I couldn’t help but wonder: why has sex education been so contested throughout time?
“An American school board member wrote in 1986, ‘There’s an old saying that “there are only two things for certain in this world; death and taxes,” a third certainly might be added: disagreement about sex education” (Fiennes, 2019, p. 2).
From the Kama Sutra from 400BC – offering erotic advice for newlyweds, to the Christian church having defined when sex is appropriate, the conditions around it and our sexuality (ibid), it is safe to say that sex education, in its various forms is not a new phenomena. However, speaking about sex, particularly in schools, has not always been top of the priority list. If we are looking at the British, who are more culturally renowned for being prim and proper, rather than openly liberal like the Scandis for example (in 1959 Sweden was the first country in the world to have compulsory sex education), this is even more the case.
In the UK, sex ed in the First World War focussed on preventing STI transmission (Freetest.me, 2020), a period during which over 400,000 British men were admitted to hospital for STIs (Carlin, 2017). Unfortunately, the spread of STIs at the time was mainly placed on the shoulders of women, who were ‘unruly’ or sex workers (Fiennes, 2019). Much of these ideas contribute to the shaming of sexuality or sex positivity, and also create myths and stigma toward those who might transmit an STI (which definitely it is time to debunk, considering than a young person is diagnosed with an STI every 4 mins in the UK (PHE, 2018)). This was however, pre-COVID-19 – I expect these will be much lower at the moment.
Following changes to reproductive health services beginning in the 60s (see A Comprehensive History of Sexual Health), where contraception for unmarried women, legalised abortions and decriminalised homosexuality were being successfully campaigned for, sex education began to catch up.
Forwarding to the 80s with moral panic about a Danish sex education book that discussed gay couples, to making homosexuality illegal for local councils in the UK to promote (which only changed in 2003) (Sex Education Forum, 2020), it seemed the leaps and bounds made by those who were campaigning for better sexual health and education were cut short. However, following the HIV epidemic of the 80s (which in some places is still considered an epidemic), biological parts of sex education were properly introduced to curriculums (Freetest.me, 2020).
Backwards again, the Lib Dem – Conservative coalition in 2010 abolished statutory Sex and Relationships education, only for the Conservatives to do a U-Turn – this September (2020) will see the introduction of compulsory Sex and Relationships education for the first time, in both primary and secondary schools.

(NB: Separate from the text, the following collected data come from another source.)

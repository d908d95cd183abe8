use anyhow::{bail, Context, Result};
use serde::{Deserialize, Serialize};
use std::fs;
use std::path::Path;

const DEFAULT_PERSONAL_PHRASES: &[&str] = &[
    "mom",
    "dad",
    "family",
    "birthday",
    "wedding",
    "vacation",
    "weekend plans",
    "dinner",
    "lunch plans",
    "party",
    "kids",
    "love you",
    "miss you",
    "happy holidays",
    "hey buddy",
    "what's up",
    "how have you been",
    "long time no see",
    "congrats on the baby",
    "see you soon",
];

const DEFAULT_PROFESSIONAL_PHRASES: &[&str] = &[
    "meeting",
    "proposal",
    "pricing",
    "contract",
    "demo",
    "quote",
    "invoice",
    "partnership",
    "budget",
    "roadmap",
    "q1",
    "q2",
    "q3",
    "q4",
    "supply chain",
    "procurement",
    "enterprise",
    "saas",
    "revenue",
    "opportunity",
    "schedule a call",
    "follow up",
    "your company",
    "decision maker",
    "solution",
];

/// Tunable knobs for the heuristic and rule layers. Immutable once an engine
/// has been built from it.
#[derive(Debug, Clone, Default, PartialEq, Serialize, Deserialize)]
#[serde(deny_unknown_fields)]
pub struct ClassifierConfig {
    #[serde(default)]
    pub thresholds: DecisionThresholds,
    #[serde(default)]
    pub scoring: ScoringWeights,
    #[serde(default)]
    pub rule_confidence: RuleConfidence,
    #[serde(default)]
    pub dictionaries: PhraseDictionaries,
}

#[derive(Debug, Clone, PartialEq, Serialize, Deserialize)]
#[serde(deny_unknown_fields)]
pub struct DecisionThresholds {
    pub min_confidence: f64,
    pub min_total_score: f64,
}

impl Default for DecisionThresholds {
    fn default() -> Self {
        Self {
            min_confidence: 0.70,
            min_total_score: 0.30,
        }
    }
}

#[derive(Debug, Clone, PartialEq, Serialize, Deserialize)]
#[serde(deny_unknown_fields)]
pub struct ScoringWeights {
    pub phrase_weight: f64, // per dictionary hit
    pub lead_boost: f64,    // added to the professional score on a roster match
}

impl Default for ScoringWeights {
    fn default() -> Self {
        Self {
            phrase_weight: 0.15,
            lead_boost: 0.4,
        }
    }
}

/// Fixed confidence reported when a rule of the given type fires.
#[derive(Debug, Clone, PartialEq, Serialize, Deserialize)]
#[serde(deny_unknown_fields)]
pub struct RuleConfidence {
    pub keyword: f64,
    pub participant: f64,
    pub relationship: f64,
    pub pattern: f64,
}

impl Default for RuleConfidence {
    fn default() -> Self {
        Self {
            keyword: 0.95,
            participant: 0.95,
            relationship: 0.90,
            pattern: 0.90,
        }
    }
}

#[derive(Debug, Clone, PartialEq, Serialize, Deserialize)]
#[serde(deny_unknown_fields)]
pub struct PhraseDictionaries {
    pub personal: Vec<String>,
    pub professional: Vec<String>,
}

impl Default for PhraseDictionaries {
    fn default() -> Self {
        Self {
            personal: DEFAULT_PERSONAL_PHRASES
                .iter()
                .map(|p| p.to_string())
                .collect(),
            professional: DEFAULT_PROFESSIONAL_PHRASES
                .iter()
                .map(|p| p.to_string())
                .collect(),
        }
    }
}

impl ClassifierConfig {
    pub fn from_yaml(content: &str) -> Result<Self> {
        let config: ClassifierConfig =
            serde_yaml::from_str(content).context("Failed to parse classifier config")?;
        config.validate()?;
        Ok(config)
    }

    pub fn load(path: &Path) -> Result<Self> {
        let content = fs::read_to_string(path)
            .with_context(|| format!("Failed to read classifier config: {}", path.display()))?;
        let config = Self::from_yaml(&content)
            .with_context(|| format!("Invalid classifier config: {}", path.display()))?;
        log::info!(
            "Loaded classifier config from {} ({} personal, {} professional phrases)",
            path.display(),
            config.dictionaries.personal.len(),
            config.dictionaries.professional.len()
        );
        Ok(config)
    }

    /// Load from `path` when given, falling back to the built-in defaults.
    pub fn load_or_default(path: Option<&Path>) -> Self {
        match path {
            Some(path) => Self::load(path).unwrap_or_else(|e| {
                log::warn!("Failed to load classifier config, using defaults: {e:#}");
                Self::default()
            }),
            None => Self::default(),
        }
    }

    pub fn to_yaml(&self) -> Result<String> {
        serde_yaml::to_string(self).context("Failed to serialize classifier config")
    }

    pub fn validate(&self) -> Result<()> {
        let unit = |name: &str, value: f64| -> Result<()> {
            if !(0.0..=1.0).contains(&value) {
                bail!("{name} must be within [0, 1], got {value}");
            }
            Ok(())
        };

        unit("thresholds.min_confidence", self.thresholds.min_confidence)?;
        unit("rule_confidence.keyword", self.rule_confidence.keyword)?;
        unit("rule_confidence.participant", self.rule_confidence.participant)?;
        unit("rule_confidence.relationship", self.rule_confidence.relationship)?;
        unit("rule_confidence.pattern", self.rule_confidence.pattern)?;

        if self.thresholds.min_total_score < 0.0 {
            bail!(
                "thresholds.min_total_score must not be negative, got {}",
                self.thresholds.min_total_score
            );
        }
        if self.scoring.phrase_weight <= 0.0 {
            bail!("scoring.phrase_weight must be positive");
        }
        if self.scoring.lead_boost < 0.0 {
            bail!("scoring.lead_boost must not be negative");
        }
        if self.dictionaries.personal.is_empty() || self.dictionaries.professional.is_empty() {
            bail!("both phrase dictionaries must contain at least one phrase");
        }
        if let Some(blank) = self
            .dictionaries
            .personal
            .iter()
            .chain(&self.dictionaries.professional)
            .find(|p| p.trim().is_empty())
        {
            bail!("phrase dictionaries must not contain blank entries ({blank:?})");
        }
        Ok(())
    }
}
use crate::components::decision_engine::DecisionEngine;
use crate::components::lead_matcher::{LeadMatcher, LeadRoster};
use crate::components::rule_evaluator::RuleEvaluator;
use crate::components::score_model::ScoreModel;
use crate::components::AnalysisComponent;
use crate::heuristic_config::ClassifierConfig;
use crate::models::{ClassificationResult, Conversation, FilterRule, Lead};

/// Classifies conversations against one consistent snapshot of a user's
/// rules and lead roster. Rebuild it whenever either changes.
pub struct ClassificationEngine {
    engine: DecisionEngine,
    lead_count: usize,
}

impl ClassificationEngine {
    pub fn new(config: &ClassifierConfig, rules: &[FilterRule], leads: Vec<Lead>) -> Self {
        let rule_evaluator = RuleEvaluator::new(rules, &config.rule_confidence);
        let roster = LeadRoster::new(leads);
        let lead_count = roster.len();

        let components: Vec<Box<dyn AnalysisComponent>> = vec![
            Box::new(ScoreModel::new(&config.dictionaries, &config.scoring)),
            Box::new(LeadMatcher::new(roster, &config.scoring)),
        ];

        log::debug!(
            "Built classification engine: {} active rules, {} leads",
            rule_evaluator.len(),
            lead_count
        );

        Self {
            engine: DecisionEngine::new(rule_evaluator, components, config.thresholds.clone()),
            lead_count,
        }
    }

    /// Default tuning, given rules and roster.
    pub fn with_defaults(rules: &[FilterRule], leads: Vec<Lead>) -> Self {
        Self::new(&ClassifierConfig::default(), rules, leads)
    }

    pub fn classify(&self, conversation: &Conversation) -> ClassificationResult {
        self.engine.make_decision(conversation)
    }

    pub fn active_rule_count(&self) -> usize {
        self.engine.rules().len()
    }

    pub fn lead_count(&self) -> usize {
        self.lead_count
    }
}
//! Conversation state transitions.
//!
//! Classification moves between unclassified, professional and personal with
//! no terminal state. The exclusion flag is orthogonal and only changes on an
//! explicit exclude/include. Every transition yields exactly one audit entry.

use crate::audit::AuditRecorder;
use crate::models::{
    AuditEntry, Classification, ClassificationMethod, ClassificationResult, Conversation,
};
use chrono::Utc;

/// Write an engine result into `conversation`.
pub fn apply_result(conversation: &mut Conversation, result: &ClassificationResult) -> AuditEntry {
    let entry = AuditRecorder::classification(conversation, result);

    conversation.classification = result.classification;
    conversation.classification_method = result.method;
    conversation.classification_reason = result.reason_text();
    conversation.confidence = result.confidence;
    if conversation.lead_id.is_none() {
        conversation.lead_id = result.matched_lead_id;
    }
    conversation.updated_at = Utc::now();

    entry
}

/// Force a classification chosen by the user, bypassing scoring.
pub fn manual_override(
    conversation: &mut Conversation,
    classification: Classification,
    reason: Option<&str>,
) -> AuditEntry {
    let reason = reason
        .filter(|r| !r.trim().is_empty())
        .map(str::to_string)
        .unwrap_or_else(|| format!("Manually set to {classification}"));
    let entry = AuditRecorder::manual_override(conversation, classification, &reason);

    conversation.classification = classification;
    conversation.classification_method = ClassificationMethod::Manual;
    conversation.classification_reason = reason;
    conversation.confidence = 1.0;
    conversation.updated_at = Utc::now();

    entry
}

/// Exclude (`true`) or include (`false`) a conversation. Classification is
/// left untouched.
pub fn set_excluded(conversation: &mut Conversation, excluded: bool) -> AuditEntry {
    let reason = if excluded {
        "Excluded from business workflows"
    } else {
        "Included in business workflows"
    };
    let entry = AuditRecorder::exclusion(conversation, excluded, reason);

    conversation.is_excluded = excluded;
    conversation.updated_at = Utc::now();

    entry
}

Considering the zig-zag of policy, policing identity, alongside real time shrinkage of sexual health services which often disproportionately affect marginalised communities, particularly black communities in the UK, it is evident that many have been and are left out of receiving adequate sex education.
Concerning recent events and supposed social awakening (many have expressed their dismay at it taking a global lockdown for the world to wake up to the realities of racism and police brutality), reproductive health is something that has been significantly highlighted. From experimentation on black women without their consent, to inequalities in contraception, STIs and even maternal mortality (black women in the UK are 5X more likely to die during childbirth), it imperative that sex-education going forwards incorporates anti-racist education aswell.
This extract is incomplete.